AUTHOR=García-Gómez Elizabeth , Vázquez-Martínez Edgar Ricardo , Reyes-Mayoral Christian , Cruz-Orozco Oliver Paul , Camacho-Arroyo Ignacio , Cerbón Marco 

TITLE=Regulation of Inflammation Pathways and Inflammasome by Sex Steroid Hormones in Endometriosis

JOURNAL=Frontiers in Endocrinology

VOLUME=Volume 10 - 2019

YEAR=2020

URL=https://www.frontiersin.org/journals/endocrinology/articles/10.3389/fendo.2019.00935

DOI=10.3389/fendo.2019.00935

ISSN=1664-2392

ABSTRACT=Endometriosis is a gynecological disorder characterized by the growth of endometrial tissue (glands and stroma) outside the uterus, mainly in the peritoneal cavity, ovaries, and intestines.
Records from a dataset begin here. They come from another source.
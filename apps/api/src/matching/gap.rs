//! Gap analysis — matched skills, missing skills and unmet experience.
//!
//! Fuzzy matching goes through a fixed canonical → variations table plus
//! substring containment. It is deliberately permissive ("python" also
//! matches "pythonic"); keep it that way, downstream scores depend on it.

use std::collections::{BTreeMap, BTreeSet};

use crate::matching::experience::ExperienceRequirement;
use crate::matching::skills::SkillSet;

pub const SKILL_VARIATIONS: &[(&str, &[&str])] = &[
    ("java", &["j2ee", "jee", "spring", "hibernate", "maven", "gradle"]),
    (
        "javascript",
        &["js", "es6", "node", "react", "angular", "vue", "typescript"],
    ),
    (
        "python",
        &["django", "flask", "fastapi", "pandas", "numpy", "scikit-learn"],
    ),
    (
        "aws",
        &["amazon web services", "ec2", "s3", "lambda", "rds", "dynamodb"],
    ),
    ("docker", &["containerization", "kubernetes", "k8s", "containers"]),
    (
        "sql",
        &["mysql", "postgresql", "oracle", "sql server", "database"],
    ),
    ("git", &["github", "gitlab", "bitbucket", "version control"]),
    (
        "agile",
        &["scrum", "kanban", "sprint", "backlog", "user stories"],
    ),
];

/// Canonical skill → its aliases. Read-only after construction.
#[derive(Debug, Clone)]
pub struct SkillVariationTable {
    entries: BTreeMap<String, BTreeSet<String>>,
}

impl Default for SkillVariationTable {
    fn default() -> Self {
        Self::from_table(SKILL_VARIATIONS)
    }
}

impl SkillVariationTable {
    pub fn from_table(table: &[(&str, &[&str])]) -> Self {
        let entries = table
            .iter()
            .map(|(canonical, variations)| {
                (
                    canonical.to_lowercase(),
                    variations.iter().map(|v| v.to_lowercase()).collect(),
                )
            })
            .collect();
        Self { entries }
    }

    /// True when `skill` is a listed variation of `canonical` or contains it.
    fn relates(canonical: &str, variations: &BTreeSet<String>, skill: &str) -> bool {
        variations.contains(skill) || skill.contains(canonical)
    }
}

fn case_fold(skills: &SkillSet) -> BTreeSet<String> {
    skills.iter().map(|s| s.to_lowercase()).collect()
}

/// Direct intersection plus every resume skill that shares a variation entry
/// with at least one job skill. May include resume skills that are not job
/// skills themselves (e.g. "django" matched through "python").
pub fn find_skill_matches(
    variations: &SkillVariationTable,
    resume_skills: &SkillSet,
    job_skills: &SkillSet,
) -> SkillSet {
    let resume = case_fold(resume_skills);
    let job = case_fold(job_skills);

    let mut matched: SkillSet = resume.intersection(&job).cloned().collect();

    for skill in &resume {
        for (canonical, aliases) in &variations.entries {
            if !SkillVariationTable::relates(canonical, aliases, skill) {
                continue;
            }
            if job
                .iter()
                .any(|j| SkillVariationTable::relates(canonical, aliases, j))
            {
                matched.insert(skill.clone());
            }
        }
    }

    matched
}

/// Job skills absent from the direct + fuzzy match set.
pub fn find_missing_skills(
    variations: &SkillVariationTable,
    resume_skills: &SkillSet,
    job_skills: &SkillSet,
) -> SkillSet {
    let matched = find_skill_matches(variations, resume_skills, job_skills);
    missing_from(&matched, job_skills)
}

/// `job_skills − matched`, for callers that already hold the match set.
pub fn missing_from(matched: &SkillSet, job_skills: &SkillSet) -> SkillSet {
    case_fold(job_skills)
        .into_iter()
        .filter(|j| !matched.contains(j))
        .collect()
}

/// A job requirement is met when some resume requirement's topic contains the
/// job topic and states at least as many years.
pub fn find_missing_experience(
    resume_experience: &[ExperienceRequirement],
    job_experience: &[ExperienceRequirement],
) -> Vec<String> {
    job_experience
        .iter()
        .filter(|job| {
            !resume_experience
                .iter()
                .any(|r| r.topic.contains(job.topic.as_str()) && r.years >= job.years)
        })
        .map(ExperienceRequirement::describe)
        .collect()
}

#[cfg(test)]
mod tests {
    use super::*;

    fn set(items: &[&str]) -> SkillSet {
        items.iter().map(|s| s.to_string()).collect()
    }

    fn req(years: u32, topic: &str) -> ExperienceRequirement {
        ExperienceRequirement {
            years,
            topic: topic.to_string(),
        }
    }

    fn table() -> SkillVariationTable {
        SkillVariationTable::default()
    }

    #[test]
    fn test_direct_match_is_case_insensitive() {
        let matched = find_skill_matches(&table(), &set(&["Rust", "go"]), &set(&["rust"]));
        assert_eq!(matched, set(&["rust"]));
    }

    #[test]
    fn test_variation_matches_canonical_job_skill() {
        // Resume lists a Python framework; the job asks for python.
        let matched = find_skill_matches(&table(), &set(&["django"]), &set(&["python"]));
        assert_eq!(matched, set(&["django"]));
        // The match set holds resume names, so a fuzzy match does not remove
        // the canonical job skill from the missing set.
        assert_eq!(
            find_missing_skills(&table(), &set(&["django"]), &set(&["python"])),
            set(&["python"])
        );
    }

    #[test]
    fn test_substring_containment_is_permissive() {
        let matched = find_skill_matches(&table(), &set(&["python"]), &set(&["pythonic"]));
        assert_eq!(matched, set(&["python"]));
    }

    #[test]
    fn test_matched_resume_skill_need_not_be_a_job_skill() {
        let matched = find_skill_matches(
            &table(),
            &set(&["python", "django"]),
            &set(&["python", "python developer"]),
        );
        assert_eq!(matched, set(&["django", "python"]));
        let missing = missing_from(&matched, &set(&["python", "python developer"]));
        assert_eq!(missing, set(&["python developer"]));
    }

    #[test]
    fn test_unrelated_skills_do_not_match() {
        let resume = set(&["java", "java developer"]);
        let job = set(&["react", "aws", "2 years"]);
        assert!(find_skill_matches(&table(), &resume, &job).is_empty());
        assert_eq!(find_missing_skills(&table(), &resume, &job), job);
    }

    #[test]
    fn test_java_matches_javascript_job_by_substring() {
        // "javascript" contains "java", so the java entry links the two.
        let matched = find_skill_matches(&table(), &set(&["java"]), &set(&["javascript"]));
        assert_eq!(matched, set(&["java"]));
    }

    #[test]
    fn test_missing_and_matched_are_disjoint() {
        let resume = set(&["python", "docker", "scrum"]);
        let job = set(&["python", "kubernetes", "agile", "terraform"]);
        let matched = find_skill_matches(&table(), &resume, &job);
        let missing = find_missing_skills(&table(), &resume, &job);
        assert!(matched.is_disjoint(&missing));
        assert_eq!(missing, set(&["agile", "kubernetes", "terraform"]));
    }

    #[test]
    fn test_empty_job_skills_match_nothing() {
        assert!(find_skill_matches(&table(), &set(&["python"]), &SkillSet::new()).is_empty());
        assert!(find_missing_skills(&table(), &set(&["python"]), &SkillSet::new()).is_empty());
    }

    #[test]
    fn test_experience_satisfied_by_containing_topic() {
        let resume = vec![req(5, "python django experience")];
        let job = vec![req(3, "experience"), req(3, "python")];
        assert!(find_missing_experience(&resume, &job).is_empty());
    }

    #[test]
    fn test_experience_insufficient_years() {
        let resume = vec![req(2, "rust")];
        let job = vec![req(5, "rust")];
        assert_eq!(find_missing_experience(&resume, &job), vec!["5+ years in rust"]);
    }

    #[test]
    fn test_experience_later_resume_entry_can_satisfy() {
        let resume = vec![req(1, "rust"), req(6, "rust and c++")];
        let job = vec![req(5, "rust")];
        assert!(find_missing_experience(&resume, &job).is_empty());
    }

    #[test]
    fn test_experience_missing_topic_keeps_duplicates() {
        let job = vec![req(2, "kafka"), req(2, "kafka")];
        assert_eq!(
            find_missing_experience(&[], &job),
            vec!["2+ years in kafka", "2+ years in kafka"]
        );
    }
}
This condition shows estrogen dependency and progesterone resistance, and it has been associated with chronic inflammation, severe pain, and infertility, which negatively affect the quality of life in reproductive-age women. The molecular mechanisms involved in the pathogenesis of endometriosis are not completely understood, however, inflammation plays a key role in the pathophysiology of the disease, mainly by altering the function of immune cells (macrophages, T cells, natural killer cells
) and increasing the levels of pro-inflammatory mediators in the peritoneal cavity, endometrium, and blood. These immune alterations, inhibit apoptotic pathways and promote adhesion and proliferation of endometriotic cells, as well as angiogenesis and neurogenesis in endometriotic lesions. It has been demonstrated that hormonal alterations in endometriosis are related to the inflammatory unbalance in this disease. Particularly, steroid hormones (mainly estradiol) promote the expression and release of pro-inflammatory factors. In turn, excessive inflammation observed in endometriosis contributes to progesterone resistance and high estrogen sensitivity by modulating sex steroid receptors expression and increasing aromatase activity. In addition, dysregulation of the inflammasome pathway, mediated by an alteration of cellular responses to steroid hormones, participates in disease progression through preventing cell death, promoting adhesion, invasion, and cell proliferation in lesions. Furthermore, inflammation is involved in endometriosis-associated infertility, due to a pro-inflammatory response mounted in the endometrium, which alters their receptivity by impairing biochemical responses and decidualization. The purpose of this review is to present an overview of current research about the role of inflammation and the inflammasome in the pathogenesis of endometriosis as well as to clarify the probable molecular role of sex hormones in the alteration of immune and inflammatory responses in this disease.